# Fat-tailed gerbils?



## dee o gee (May 21, 2010)

Ever heard of them?  Was in my local pet shop and seen a cage of these, honestly thought they were giving deformed hamsters/gerbils a fancy name until I got home and googled them.  Iv never heard of them. 

Remember I posted about a horribly small cage I seen in the same shop, well I seen them again today and finally found them online: Ms.Pet Mini Paradise Hamster / Mice Cage - SMALL ANIMALS/Ms.Pet At 28cm x 22cm x 20cm it's the smallest cage I think Iv ever seen and the wheel is TINY.  At least they're selling them as a dwarf cage but they've stopped selling most hamster cages so the only one's their selling is this one, a habitrail ovo and a small crittertrail. So most unsuspecting people going in to buy a hamster/gerbil have a choice between a small, tiny or extra tiny cage.


----------



## Tigerneko (Jan 2, 2009)

yeah i've heard of the fat tails before! Never seen one in the flesh though!

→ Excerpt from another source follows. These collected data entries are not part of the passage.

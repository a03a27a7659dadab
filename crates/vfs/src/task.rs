//! TEAM_470: Per-thread resolution state.
//!
//! Path resolution needs two things from the caller: which IO context the
//! call runs in, and the calling thread's symlink nesting counter. Each
//! kernel thread owns one [`Task`]; threads of a process share the
//! process's [`IoContextRef`].

use core::sync::atomic::{AtomicU32, Ordering};

use los_utils::ScopeGuard;

use crate::error::{VfsError, VfsResult};
use crate::io_context::IoContextRef;

pub trait TaskContext: Send + Sync {
    /// Context for handles without the kernel selector bit
    fn io_context(&self) -> &IoContextRef;

    /// Symlink nesting depth. Owned by one thread and never shared.
    fn symlink_depth(&self) -> &AtomicU32;
}

pub struct Task {
    io_context: IoContextRef,
    symlink_depth: AtomicU32,
}

impl Task {
    pub fn new(io_context: IoContextRef) -> Self {
        Self {
            io_context,
            symlink_depth: AtomicU32::new(0),
        }
    }
}

impl TaskContext for Task {
    fn io_context(&self) -> &IoContextRef {
        &self.io_context
    }

    fn symlink_depth(&self) -> &AtomicU32 {
        &self.symlink_depth
    }
}

/// TEAM_470: Bump `depth` for the lifetime of the returned guard.
///
/// Fails with `Loop` when the new depth exceeds `max`; the counter is
/// restored on that path too.
pub(crate) fn enter_symlink_scope<'a>(
    depth: &'a AtomicU32,
    max: u32,
) -> VfsResult<ScopeGuard<&'a AtomicU32, impl FnOnce(&'a AtomicU32) + 'a>> {
    let level = depth.fetch_add(1, Ordering::Relaxed) + 1;
    let guard = ScopeGuard::new(depth, |d: &'a AtomicU32| {
        d.fetch_sub(1, Ordering::Relaxed);
    });
    if level > max {
        return Err(VfsError::Loop);
    }
    Ok(guard)
}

and that cage is terrible  surely they can buy in better stock than that?!


----------



## dee o gee (May 21, 2010)

They're weird looking things, they look like a cross between a hamster and a gerbil, or a gerbil thats been stood on, squashed and had half a tail cut off, thats why I honestly thought they were deformed hamsters/gerbils with a fancy name and a bigger price tag. According to their fact sheet they only need to be kept in a standard hamster cage of 1 foot by 1 & 1/2 foot. 

While I was there some woman returned a guinea pig she'd only bought a few minutes before hand because her son didn't like it.  

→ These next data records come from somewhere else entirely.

//! TEAM_470: Scenario tests for the VFS core.
//!
//! Each test builds its own [`Vfs`] on a fresh tmpfs root; nothing here
//! touches the global instance except `test_global_init`.

mod devices;
mod io;
mod resolve;

use alloc::string::String;
use alloc::vec::Vec;

use crate::config::VfsConfig;
use crate::error::VfsResult;
use crate::file::OpenFlags;
use crate::inode::InodeRef;
use crate::io_context::Handle;
use crate::manager::Vfs;
use crate::path::LookupFlags;
use crate::task::Task;

pub(crate) struct Fixture {
    pub vfs: Vfs,
    pub task: Task,
}

pub(crate) fn setup() -> Fixture {
    setup_with(VfsConfig::default())
}

pub(crate) fn setup_with(config: VfsConfig) -> Fixture {
    // Only the first logger registration wins; later ones are ignored
    let _ = crate::logger::init(log::LevelFilter::Debug);
    let vfs = Vfs::new(config).unwrap();
    let task = Task::new(vfs.new_io_context());
    Fixture { vfs, task }
}

pub(crate) fn flags(bits: u32) -> OpenFlags {
    OpenFlags::new(bits)
}

impl Fixture {
    pub fn mkdir(&self, path: &str) {
        self.vfs.create_directory(&self.task, None, path, 0o755).unwrap();
    }

    pub fn write_file(&self, path: &str, data: &[u8]) {
        let h = self
            .open(path, OpenFlags::O_CREAT | OpenFlags::O_WRONLY | OpenFlags::O_TRUNC)
            .unwrap();
        self.vfs.write_exact(&self.task, h, data).unwrap();
        self.vfs.close(&self.task, h).unwrap();
    }

    pub fn read_file(&self, path: &str) -> Vec<u8> {
        let h = self.open(path, OpenFlags::O_RDONLY).unwrap();
        let mut out = Vec::new();
        let mut buf = [0u8; 64];
        loop {
            let n = self.vfs.read(&self.task, h, &mut buf).unwrap();
            if n == 0 {
                break;
            }
            out.extend_from_slice(&buf[..n]);
        }
        self.vfs.close(&self.task, h).unwrap();
        out
    }

    pub fn symlink(&self, path: &str, target: &str) {
        self.vfs.create_symlink(&self.task, None, path, target).unwrap();
    }

    pub fn open(&self, path: &str, bits: u32) -> VfsResult<Handle> {
        self.vfs.open(&self.task, None, path, flags(bits), 0o644)
    }

    pub fn resolve(&self, path: &str) -> VfsResult<InodeRef> {
        self.vfs.locate_by_path(&self.task, None, path, LookupFlags::FULL)
    }

    pub fn cwd(&self) -> String {
        self.vfs.getcwd(&self.task, self.vfs.config().path_max).unwrap()
    }
}

/// Tests: [G1] init is idempotent, [G2] the instance is reachable afterwards
#[test]
fn test_global_init() {
    let first = crate::init(VfsConfig::default()).unwrap();
    let second = crate::init(VfsConfig {
        max_handles: 1,
        ..VfsConfig::default()
    })
    .unwrap();
    assert!(core::ptr::eq(first, second)); // [G1]
    assert_eq!(second.config().max_handles, crate::config::MAX_HANDLES);
    assert!(crate::vfs().is_some_and(|v| core::ptr::eq(v, first))); // [G2]
}

/// Tests: the root volume comes up with "/dev" and the tmpfs driver registered
#[test]
fn test_fresh_instance() {
    let fx = setup();
    assert_eq!(fx.vfs.volumes().len(), 1);
    assert_eq!(fx.vfs.root_volume().id(), crate::volume::VOLID_ROOT);
    assert!(fx.vfs.find_filesystem("tmpfs").is_some());
    assert!(fx.resolve("/dev").unwrap().is_dir());
    assert_eq!(fx.cwd(), "/");
}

That cage should be banned.  How anyone can think any animal could spend it's whole life cooped up in that is beyond me, even my box for bringing sickies to the vets is bigger than that.


----------



## Nicky10 (Jan 11, 2010)

Duprasi's are cute and make nice pets apparently. I think they need a much bigger cage/tank than that though

That cage is horrific I can't see any animal being happy in there


----------



## Tigerneko (Jan 2, 2009)

dee o gee said:


> While I was there some woman returned a guinea pig she'd only bought a few minutes before hand because her son didn't like it.
> 
> That cage should be banned.  How anyone can think any animal could spend it's whole life cooped up in that is beyond me, even my box for bringing sickies to the vets is bigger than that.

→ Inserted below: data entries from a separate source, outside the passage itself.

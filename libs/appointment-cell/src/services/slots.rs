use crate::models::{AppointmentError, SlotTime, WorkingHours};

/// Candidate start times inside `hours`, ascending, `duration_minutes` apart.
///
/// The end of the window is exclusive and a trailing slot that would run past
/// it is dropped. An empty or inverted window produces no slots.
pub fn generate_slots(
    hours: &WorkingHours,
    duration_minutes: u32,
) -> Result<Vec<SlotTime>, AppointmentError> {
    if duration_minutes == 0 {
        return Err(AppointmentError::InvalidSlotDuration(duration_minutes));
    }

    let start = hours.start.minutes();
    let end = hours.end.minutes();

    let mut slots = Vec::new();
    let mut current = start;
    while let Some(next) = current.checked_add(duration_minutes).filter(|next| *next <= end) {
        if let Some(slot) = SlotTime::from_minutes(current) {
            slots.push(slot);
        }
        current = next;
    }

    Ok(slots)
}
// libs/appointment-cell/src/router.rs
use axum::{
    routing::{get, patch, post},
    Router,
};

use crate::handlers::{self, AppState};

pub fn appointment_routes(state: AppState) -> Router {
    // Bearer tokens are forwarded to the appointment service, which enforces access.
    Router::new()
        .route("/", post(handlers::book_appointment))
        .route("/slots", get(handlers::get_slots))
        .route("/{appointment_id}/reschedule", patch(handlers::reschedule_appointment))
        .with_state(state)
}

  some people are just shocking! Did she get her refund? At least she's brought it back rather than leaving it cooped up outside with no attention, hopefully it will find a more loving home soon 

Our local pet shop sells really small cages as well and it just annoys me because people seem to think that just because the pet shop sells something, it must be good and right, but the reality is that the majority of cages in pet shops are unsuitable and the majority of people who buy their animals from pet shops won't pay out for cages like the Hamster Heaven or a few tiers of an Imac Fantasy because it's too expensive, so opt for tiny unsuitable things 



Nicky10 said:


> That cage is horrific I can't see any animal being happy in there


I dunno, think my horse would be quite at home in there :thumbup:


----------



## Cat_Crazy (Jul 15, 2009)

Duprasi are such adorable little things, they do look like a cross between a hamster and a gerbil though 

They definately wouldn't be happy in a cage however and are like gerbils in that they need to burrow so a large tank is much better.


----------



## dee o gee (May 21, 2010)

Verbatim said:


> some people are just shocking! Did she get her refund?


I hope not but Id say she probably did.  I was only down at the pets end when she was dropping the box back down, the tills were up the other side.



Verbatim said:


> I dunno, think my horse would be quite at home in there :thumbup:


Ah ya might even fit two in there quite comfortably!


----------



## feathers (Jul 21, 2010)

I can remember seeing tiny cages for dwarfs being sold for only about £10, and people think they're safe if marketed so.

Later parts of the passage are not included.